Il litio sembra contenere il rischio di suicidio nei disturbi dell’umore, non solo riducendo le ricadute depressive ma anche con altri meccanismi come la diminuzione dell’aggressività e dell’impulsività.
Ecco le conclusioni di una metanalisi svolta in collaborazione tra l’Università di Verona e quella di Oxford, pubblicata su Bmj. «I disturbi dell’umore sono tra le principali cause di disabilità globale con due sottotipi principali: quelli unipolari, caratterizzato da episodi depressivi, e quelli bipolari, con manie o ipomanie e depressione a intermittenza» esordisce Andrea Cipriani, psichiatra del Dipartimento di Sanità Pubblica e Medicina di Comunità dell’Università di Verona e primo autore dell’articolo.

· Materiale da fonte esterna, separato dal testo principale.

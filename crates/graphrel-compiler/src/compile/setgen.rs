//! Path resolution.
//!
//! A path is resolved step by step, left to right. Each step turns the
//! current tip set into the next one, reusing sets already registered for
//! the same path id, so that paths sharing a prefix share the prefix's set.

use std::borrow::Cow;

use super::pathctx::{register_path_scope, stmt_scope_sets};
use super::{Context, dispatch, schemactx, stmt};
use crate::ast::{self, ClassRef};
use crate::diagnostics::{Error, Result};
use crate::invariants::ensure_first_step;
use crate::ir::{
    Expr, Node, PathId, Pointer, SelectStmt, Set, SetId, Stmt, is_strictly_view_set, is_view_set,
    subquery_shape,
};
use crate::schema::{
    Direction, PointerClass, PointerKind, PointerQuery, QualName, SchemaObject, TupleType, Type,
};

/// Compile a path expression into the set at its tip.
pub fn compile_path(expr: &ast::Path, ctx: &mut Context<'_>) -> Result<SetId> {
    let steps: Cow<'_, [ast::PathStep]> = if expr.partial {
        if ctx.result_path_steps.is_empty() {
            return Err(
                Error::reference("could not resolve partial path: no enclosing result path")
                    .with_span(expr.span),
            );
        }
        ctx.result_path_steps
            .iter()
            .chain(&expr.steps)
            .cloned()
            .collect::<Vec<_>>()
            .into()
    } else {
        Cow::Borrowed(&expr.steps)
    };

    let mut path_tip: Option<SetId> = None;

    for (i, step) in steps.iter().enumerate() {
        match step {
            ast::PathStep::ClassRef(class_ref) => {
                ensure_first_step(i, "class reference");
                if let Some(refnode) = lookup_named_root(class_ref, ctx) {
                    path_tip = Some(refnode);
                    continue;
                }
                path_tip = Some(class_root(class_ref, ctx)?);
            }

            ast::PathStep::Ptr(ptr) => {
                let Some(tip) = path_tip else {
                    return Err(Error::language(
                        "path must start with a class reference or an expression",
                    )
                    .with_span(ptr.span.or(expr.span)));
                };
                let direction = ptr.direction.unwrap_or_default();
                let target = ptr_target(ptr, ctx)?;
                let source = step_source(tip, ptr, ctx)?;
                let (next, _) = path_step(tip, &source, &ptr.name, direction, target.as_ref(), ctx)
                    .map_err(|err| err.with_span(ptr.span))?;
                path_tip = Some(next);
            }

            ast::PathStep::Expr(sub) => {
                ensure_first_step(i, "expression");
                let node = dispatch::compile(sub, ctx)?;
                path_tip = Some(ensure_set(node, ctx));
            }
        }
    }

    let Some(tip) = path_tip else {
        return Err(Error::language("empty path").with_span(expr.span));
    };
    let path_id = ctx.arena[tip].path_id.clone();
    register_path_scope(&path_id, ctx);
    Ok(tip)
}

/// Anchors, path variables and declared sub-statements shadow schema names.
fn lookup_named_root(class_ref: &ClassRef, ctx: &Context<'_>) -> Option<SetId> {
    if class_ref.module.is_none()
        && let Some(&anchor) = ctx.anchors.get(&class_ref.name)
    {
        return Some(anchor);
    }
    if let Some(&pathvar) = ctx.pathvars.get(&class_ref.name) {
        return Some(pathvar);
    }
    if class_ref.module.is_none()
        && let Some(&substmt) = ctx.substmts.get(&(class_ref.name.clone(), None))
    {
        return Some(substmt);
    }
    let schema_name = schemactx::resolve_schema_name(class_ref, ctx)?;
    ctx.substmts.get(&(schema_name.to_string(), None)).copied()
}

fn class_root(class_ref: &ClassRef, ctx: &mut Context<'_>) -> Result<SetId> {
    let object = schemactx::get_schema_object(class_ref, ctx)?;
    if let SchemaObject::View(view) = object {
        return stmt::declare_view(view, ctx);
    }

    let scls = Type::Class(object.name().clone());
    let path_id = PathId::new(scls.clone());
    if let Some(&cached) = ctx.sets.get(&path_id) {
        tracing::trace!(%path_id, "root cache hit");
        return Ok(cached);
    }
    let root = class_set(scls, ctx);
    ctx.sets.insert(path_id, root);
    Ok(root)
}

/// The concept named by a `[IS Target]` filter.
pub(crate) fn ptr_target(ptr: &ast::Ptr, ctx: &Context<'_>) -> Result<Option<QualName>> {
    let Some(target) = &ptr.target else {
        return Ok(None);
    };
    match schemactx::get_schema_object(target, ctx)? {
        SchemaObject::Concept(concept) => Ok(Some(concept.name.clone())),
        other => Err(Error::reference(format!(
            "invalid type filter operand: {} is not a concept",
            other.name()
        ))
        .with_span(target.span.or(ptr.span))),
    }
}

/// The near endpoint for `ptr`: the tip's type for links, the link
/// traversed to reach the tip for link properties.
pub(crate) fn step_source(tip: SetId, ptr: &ast::Ptr, ctx: &Context<'_>) -> Result<Type> {
    let tip = &ctx.arena[tip];
    match ptr.kind {
        PointerKind::Link => Ok(tip.scls.clone()),
        PointerKind::Property => match &tip.rptr {
            Some(rptr) => Ok(Type::Class(rptr.ptrcls.name.clone())),
            None => Err(Error::reference(format!(
                "link property @{} is not preceded by a link",
                ptr.name.name
            ))
            .with_span(ptr.span)),
        },
    }
}

/// Traverse `ptr_name` from `path_tip`.
///
/// Returns the new tip and the pointer traversed, which is `None` for tuple
/// element access.
pub fn path_step(
    path_tip: SetId,
    source: &Type,
    ptr_name: &ClassRef,
    direction: Direction,
    ptr_target: Option<&QualName>,
    ctx: &mut Context<'_>,
) -> Result<(SetId, Option<PointerClass>)> {
    tracing::trace!(
        tip = %ctx.arena[path_tip].path_id,
        ptr = %ptr_name.name,
        %direction,
        "path step"
    );

    if let Type::Tuple(tuple) = source {
        return tuple_step(path_tip, tuple, ptr_name, ctx).map(|set| (set, None));
    }

    let view_set = if is_view_set(&ctx.arena, path_tip) {
        subquery_shape(&ctx.arena, path_tip).unwrap_or(path_tip)
    } else {
        path_tip
    };

    let mut shape_el = None;
    let mut view_source = None;
    let mut ptrcls = None;
    for &element in &ctx.arena[view_set].shape {
        let el = &ctx.arena[element];
        let Some(rptr) = &el.rptr else {
            continue;
        };
        if shape_name_matches(ptr_name, &rptr.ptrcls.name) {
            ptrcls = Some(rptr.ptrcls.clone());
            shape_el = Some(element);
            if el.expr.is_some() {
                view_source = Some(element);
            }
            break;
        }
    }

    let ptrcls = match ptrcls {
        Some(ptrcls) => ptrcls,
        None => resolve_ptr(source, ptr_name, direction, ptr_target, ctx)?,
    };
    let target = ptrcls.far_endpoint(direction).clone();
    let target_path_id = ctx.arena[path_tip]
        .path_id
        .extend(&ptrcls, direction, target.clone());

    let reusable = shape_el.filter(|&el| {
        view_source.is_some()
            && ctx.arena[el].path_id == target_path_id
            && ctx.arena[path_tip].expr.is_none()
    });

    let mut tip = match reusable {
        Some(el) => {
            tracing::trace!(path_id = %target_path_id, "reusing shape element");
            register_path_scope(&target_path_id, ctx);
            el
        }
        None => {
            let source_set = canonical_set(path_tip, ctx);
            let extended = extend_path(source_set, &ptrcls, direction, Some(target.clone()), ctx);
            ctx.arena[extended].view_source = view_source;
            extended
        }
    };

    if let Some(filter_type) = ptr_target
        && let Type::Class(target_name) = &target
        && ctx.schema.is_virtual(target_name)
    {
        tip = type_filter_set(tip, filter_type, ctx);
    }

    Ok((tip, Some(ptrcls)))
}

fn shape_name_matches(ptr_name: &ClassRef, shape_ptr: &QualName) -> bool {
    match &ptr_name.module {
        Some(module) => module == &shape_ptr.module && ptr_name.name == shape_ptr.name,
        None => ptr_name.name == shape_ptr.name,
    }
}

fn tuple_step(
    path_tip: SetId,
    tuple: &TupleType,
    ptr_name: &ClassRef,
    ctx: &mut Context<'_>,
) -> Result<SetId> {
    let qualified = ptr_name
        .module
        .as_ref()
        .map(|module| format!("{module}::{}", ptr_name.name));
    let found = qualified
        .iter()
        .chain([&ptr_name.name])
        .find_map(|name| tuple.element(name).map(|ty| (name.clone(), ty.clone())));
    let Some((name, element_type)) = found else {
        let name = qualified.unwrap_or_else(|| ptr_name.name.clone());
        return Err(
            Error::reference(format!("{name} is not a member of a struct")).with_span(ptr_name.span),
        );
    };

    if let Some(&cached) = ctx.tuple_sets.get(&(path_tip, name.clone())) {
        return Ok(cached);
    }
    let path_id = ctx.arena[path_tip].path_id.extend_tuple(&name, element_type);
    let indirection = generated_set(
        Expr::TupleIndirection {
            expr: path_tip,
            name: name.clone(),
            path_id,
        },
        ctx,
    );
    ctx.tuple_sets.insert((path_tip, name), indirection);
    Ok(indirection)
}

fn type_filter_set(tip: SetId, ty: &QualName, ctx: &mut Context<'_>) -> SetId {
    let path_id = ctx.arena[tip].path_id.clone();
    let key = (path_id.clone(), ty.clone());
    if let Some(&cached) = ctx.type_filter_sets.get(&key) {
        return cached;
    }
    let rptr = ctx.arena[tip].rptr.clone();
    let filtered = generated_set(
        Expr::TypeFilter {
            expr: tip,
            path_id,
            ty: ty.clone(),
        },
        ctx,
    );
    ctx.arena[filtered].rptr = rptr;
    ctx.type_filter_sets.insert(key, filtered);
    filtered
}

/// Resolve the pointer `ptr_name` on `near_endpoint`.
pub fn resolve_ptr(
    near_endpoint: &Type,
    ptr_name: &ClassRef,
    direction: Direction,
    target: Option<&QualName>,
    ctx: &Context<'_>,
) -> Result<PointerClass> {
    let pointer_name = match &ptr_name.module {
        Some(_) => schemactx::get_schema_object(ptr_name, ctx)?.name().to_string(),
        None => ptr_name.name.clone(),
    };

    let resolved = match near_endpoint {
        Type::Class(source) if ctx.schema.get(source).is_some_and(SchemaObject::is_source) => {
            let query = PointerQuery::new(&pointer_name, direction)
                .look_in_children(false)
                .include_inherited(true)
                .far_endpoint(target);
            ctx.schema.resolve_pointer(source, &query)
        }
        _ if direction == Direction::Outbound => meta_pointer(near_endpoint, ptr_name, ctx),
        _ => None,
    };

    resolved.ok_or_else(|| {
        let far = target.map(|t| format!(" TO {t}")).unwrap_or_default();
        Error::reference(format!(
            "({near_endpoint}).{direction}({pointer_name}{far}) does not resolve to any known path"
        ))
        .with_span(ptr_name.span)
    })
}

/// `__class__` on a non-object value.
fn meta_pointer(near_endpoint: &Type, ptr_name: &ClassRef, ctx: &Context<'_>) -> Option<PointerClass> {
    let SchemaObject::Link(link) = schemactx::lookup_schema_object(ptr_name, ctx)? else {
        return None;
    };
    if link.name != QualName::new("std", "__class__") {
        return None;
    }
    let atom = ctx.schema.resolve_name("Atom", Some("schema"))?;
    Some(link.derive(near_endpoint.clone(), Type::Class(atom)))
}

/// The set reached from `source_set` through `ptrcls`.
///
/// Sets that compute an expression of their own never share their
/// extensions with the plain path set of the same id, unless they are views.
pub fn extend_path(
    source_set: SetId,
    ptrcls: &PointerClass,
    direction: Direction,
    target: Option<Type>,
    ctx: &mut Context<'_>,
) -> SetId {
    let target = target.unwrap_or_else(|| ptrcls.far_endpoint(direction).clone());
    let source = &ctx.arena[source_set];
    let path_id = source.path_id.extend(ptrcls, direction, target.clone());

    let reusable = source.expr.is_none() || is_strictly_view_set(&ctx.arena, source_set);
    if reusable && let Some(&cached) = ctx.sets.get(&path_id) {
        tracing::trace!(%path_id, "path cache hit");
        return cached;
    }

    let target_set = ctx.arena.alloc(Set::new(path_id.clone(), target));
    ctx.arena[target_set].rptr = Some(Pointer {
        source: source_set,
        target: target_set,
        ptrcls: ptrcls.clone(),
        direction,
    });
    register_path_scope(&path_id, ctx);
    tracing::trace!(%path_id, "extended path");
    ctx.sets.insert(path_id, target_set);
    target_set
}

/// The plain path set behind `set`, or `set` itself.
pub(crate) fn canonical_set(set: SetId, ctx: &Context<'_>) -> SetId {
    let current = &ctx.arena[set];
    if current.expr.is_none() {
        return set;
    }
    match ctx.sets.get(&current.path_id) {
        Some(&canonical) if ctx.arena[canonical].expr.is_none() => canonical,
        _ => set,
    }
}

/// Root set of all objects of `scls`.
pub fn class_set(scls: Type, ctx: &mut Context<'_>) -> SetId {
    let path_id = PathId::new(scls.clone());
    let set = ctx.arena.alloc(Set::new(path_id.clone(), scls));
    register_path_scope(&path_id, ctx);
    set
}

/// Wrap `expr` into a set with a fresh alias.
pub fn generated_set(expr: Expr, ctx: &mut Context<'_>) -> SetId {
    let alias = ctx.aliases.get("expr");
    let scls = expr.infer_type(&ctx.arena);
    let path_id = expr
        .path_id()
        .cloned()
        .unwrap_or_else(|| PathId::expr(alias.clone()));
    let mut set = Set::new(path_id, scls);
    set.expr = Some(expr);
    set.alias = Some(alias);
    ctx.arena.alloc(set)
}

/// `node` as a set, wrapping it if it is a bare expression.
pub fn ensure_set(node: impl Into<Node>, ctx: &mut Context<'_>) -> SetId {
    match node.into() {
        Node::Set(set) => set,
        Node::Expr(expr) => generated_set(expr, ctx),
    }
}

/// `node` as a statement, wrapping it into a SELECT if it is not one.
pub fn ensure_stmt(node: impl Into<Node>, ctx: &mut Context<'_>) -> Stmt {
    match node.into() {
        Node::Expr(Expr::Stmt(stmt)) => *stmt,
        other => {
            let result = ensure_set(other, ctx);
            let specific_path_scope = stmt_scope_sets(&ctx.stmt_path_scope, ctx);
            Stmt::Select(SelectStmt {
                result,
                filter: None,
                path_scope: ctx.path_scope.clone(),
                specific_path_scope,
            })
        }
    }
}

In questi pazienti il rischio di suicidio è tra il 6 e il 10%, 10 volte superiore rispetto alla popolazione generale, e raggiunge picchi del 26% tra gli uomini ricoverati in psichiatria con disturbo bipolare e storia di autolesionismo. I farmaci svolgono un ruolo nella prevenzione anti suicidaria: il litio somministrato a lungo termine, per esempio, riduce il rischio di suicidio nei disturbi dell’umore unipolari e bipolari rispetto al placebo. Tuttavia, il basso numero di eventi e le stime imprecise dell’effetto del trattamento lasciano un’incertezza residua.
Da qui la metanalisi italo-britannica sugli effetti anti suicidari del litio.
«A questo scopo abbiamo selezionato dai principali archivi biomedici come Medline, Embase, Cinahl, Psycinfo, Centrale, gli studi controllati e randomizzati di confronto tra litio e placebo o altri farmaci attivi nel trattamento a lungo termine dei disturbi dell’umore» aggiunge lo psichiatra. I risultati? La revisione sistematica ha incluso 48 trials per 6.674 partecipanti. «Nel ridurre il numero di suicidi e le morti per tutte le cause il litio è stato non solo più efficace del placebo, ma anche degli altri farmaci» dice Cipriani. E conclude: «Questi dati indicano che il litio dovrebbe continuare ad avere un ruolo importante nella riduzione del rischio tra le persone con disturbo bipolare e unipolare ricorrente nonostante i noti effetti collaterali tra cui la ridotta funzione renale, l’ipotiroidismo, l’iperparatiroidismo e l’aumento ponderale.
Gli effetti negativi sono probabilmente correlati alla curva dose risposta, che andrà attentamente calibrata nel singolo paziente».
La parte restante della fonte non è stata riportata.